The settlement was announced in early April. The case itself (Cates, et al. v. Trustees of Columbia University, et al.), was filed in the U.S. District Court in the Southern District of New York and was scheduled to be one of the first cases to go to trial in that federal court since the onset of the COVID-19 pandemic. In fact, the suit was one of the first “wave” of 403(b) university suits filed by the law firm of Schlichter Bogard & Denton in August 2016. The plan offered 116 options, with two recordkeepers (TIAA-CREF and Vanguard), and the plaintiffs had alleged that, “By failing to monitor and control the compensation paid to TIAA-CREF and Vanguard for recordkeeping and administrative services, Defendants caused the Plans to pay unreasonable expenses for administration, resulting in Plan losses of at least $15–$20 million.”

According to the press release, Columbia has denied it committed any fiduciary breach in its operation of the plan. After the lawsuit was filed, the Columbia fiduciaries consolidated the plans’ administrative services and capped costs to a flat, per-participant fee.

Settlement Terms

According to the plaintiffs’ counsel, Columbia has agreed:

  • with consent of an independent consultant, to request competitive bids for administrative services again in the next 3-4 years; 
  • to maintain the lowest share class of plan investments in annuities and mutual funds; 
  • to continue to use an independent consultant to make recommendations; 
  • to prohibit the recordkeeper from using confidential information obtained from plan participants to sell other investment and wealth management services; and 
  • to ensure all participants are informed of their ability to move assets out of frozen investment options. 

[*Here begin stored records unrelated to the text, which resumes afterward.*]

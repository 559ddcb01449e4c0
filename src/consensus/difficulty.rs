// Compact difficulty encoding and retargeting.
//
// `bits` is 4 bytes as 8 hex chars: one exponent byte then a 3-byte
// mantissa. target = mantissa * 2^(8 * (exponent - 3)). Encoding
// normalizes a set mantissa high bit by shifting right and bumping the
// exponent, mirroring Bitcoin's compact format.

use primitive_types::U256;

use crate::config::{BLOCK_TIME_TARGET_SEC, DIFFICULTY_ADJUSTMENT_INTERVAL, DIFFICULTY_CLAMP_FACTOR};
use crate::primitives::Block;

/// Easiest permitted bits: mantissa 0x7FFFFF at full 32-byte width.
pub const MAX_BITS: &str = "207fffff";

#[derive(Debug, PartialEq, thiserror::Error)]
pub enum DifficultyError {
    #[error("malformed difficulty bits: {0}")]
    BadBits(String),
    #[error("target out of range")]
    TargetOutOfRange,
}

/// Easiest allowed target: 0x7FFFFF << (8 * 29).
pub fn max_target() -> U256 {
    let mut bytes = [0u8; 32];
    bytes[0] = 0x7F;
    bytes[1] = 0xFF;
    bytes[2] = 0xFF;
    U256::from_big_endian(&bytes)
}

pub fn bits_to_target(bits: &str) -> Result<U256, DifficultyError> {
    if bits.len() != 8 || !bits.bytes().all(|b| b.is_ascii_hexdigit()) {
        return Err(DifficultyError::BadBits(bits.to_string()));
    }
    let exp = u8::from_str_radix(&bits[..2], 16).map_err(|_| DifficultyError::BadBits(bits.into()))?;
    let mant = u32::from_str_radix(&bits[2..], 16).map_err(|_| DifficultyError::BadBits(bits.into()))?;

    // an exponent past 32 bytes cannot describe a 256-bit target
    if exp > 32 {
        return Err(DifficultyError::TargetOutOfRange);
    }
    let target = if exp >= 3 {
        U256::from(mant) << (8 * (exp as usize - 3))
    } else {
        U256::from(mant) >> (8 * (3 - exp as usize))
    };
    Ok(target)
}

pub fn target_to_bits(target: U256) -> Result<String, DifficultyError> {
    if target.is_zero() {
        return Err(DifficultyError::TargetOutOfRange);
    }

    let mut raw = [0u8; 32];
    target.to_big_endian(&mut raw);
    let stripped: Vec<u8> = raw.iter().copied().skip_while(|&b| b == 0).collect();

    // mantissa = leading three bytes, left-aligned for short targets so
    // bits_to_target inverts exactly
    let mut exp = stripped.len();
    let mut mant_bytes = [0u8; 3];
    for (i, b) in stripped.iter().take(3).enumerate() {
        mant_bytes[i] = *b;
    }

    // normalize: a set high bit would read as a sign in compact form
    if mant_bytes[0] & 0x80 != 0 {
        mant_bytes = [0, mant_bytes[0], mant_bytes[1]];
        exp += 1;
    }

    Ok(format!(
        "{:02x}{:02x}{:02x}{:02x}",
        exp, mant_bytes[0], mant_bytes[1], mant_bytes[2]
    ))
}

/// Does a block hash satisfy the proof-of-work for `bits`?
pub fn hash_meets_target(hash_hex: &str, bits: &str) -> bool {
    let target = match bits_to_target(bits) {
        Ok(t) => t,
        Err(_) => return false,
    };
    let raw = match hex::decode(hash_hex) {
        Ok(r) if r.len() == 32 => r,
        _ => return false,
    };
    U256::from_big_endian(&raw) <= target
}

/// Retarget fires on every positive multiple of the adjustment interval.
pub fn should_adjust(block_index: u64) -> bool {
    block_index > 0 && block_index % DIFFICULTY_ADJUSTMENT_INTERVAL == 0
}

/// New bits from the previous window's bits and its wall-clock span,
/// clamped to [expected/4, expected*4] and capped at the easiest target.
pub fn retarget(old_bits: &str, actual_timespan_sec: u64) -> Result<String, DifficultyError> {
    let expected = DIFFICULTY_ADJUSTMENT_INTERVAL * BLOCK_TIME_TARGET_SEC;
    let clamped = actual_timespan_sec.clamp(
        expected / DIFFICULTY_CLAMP_FACTOR,
        expected * DIFFICULTY_CLAMP_FACTOR,
    );

    let old_target = bits_to_target(old_bits)?;
    let actual = U256::from(clamped);
    let expected = U256::from(expected);

    let mut new_target = if U256::MAX / actual < old_target {
        U256::MAX
    } else {
        (old_target * actual / expected).max(U256::one())
    };
    if new_target > max_target() {
        new_target = max_target();
    }
    target_to_bits(new_target)
}

/// The bits a block at `parent.index + 1` must carry, given the chain's
/// retarget anchor (the block one interval back). Both the miner and the
/// consensus check call this, so they cannot disagree.
pub fn expected_bits(anchor: &Block, parent: &Block) -> Result<String, DifficultyError> {
    let actual = parent.timestamp.saturating_sub(anchor.timestamp).max(1);
    retarget(&parent.bits, actual)
}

Additionally, Schlichter Bogard & Denton says it will monitor compliance with these terms for a three-year period.

“We are pleased that this settlement, which came on the eve of trial, includes both monetary and non-monetary relief for plan participants, including financial compensation and significant non-monetary improvements to the plan going forward. These key changes will enable Columbia employees and retirees to build their retirement assets for many years to come,” said Jerry Schlichter, founding and managing partner of Schlichter Bogard & Denton.

As for other expenses of the suit—notably the fees for plaintiffs’ attorneys—those will be requested and considered by the court later.

What This Means

At least 20 universities have been sued over the fees and investment options in their retirement plans since 2016, and to date settlements have been struck with the University of Pennsylvania, Brown University, Vanderbilt University, Cornell University and the University of Chicago. Oh, and they continue to be filed, the most recent against the University of Miami in early May 2020. 

On the other hand, St. Louis-based Washington University, New York University and Northwestern University have prevailed in making their cases in court—although Washington University’s victory is under appeal and that of Northwestern was taken to the U.S. Supreme Court last year, due to what the Schlichter law firm termed its “chilling effect” on this type litigation.

Ultimately, there seems to be no end to this type of litigation—at least not as long as there are multibillion-dollar 403(b) plans to be sued.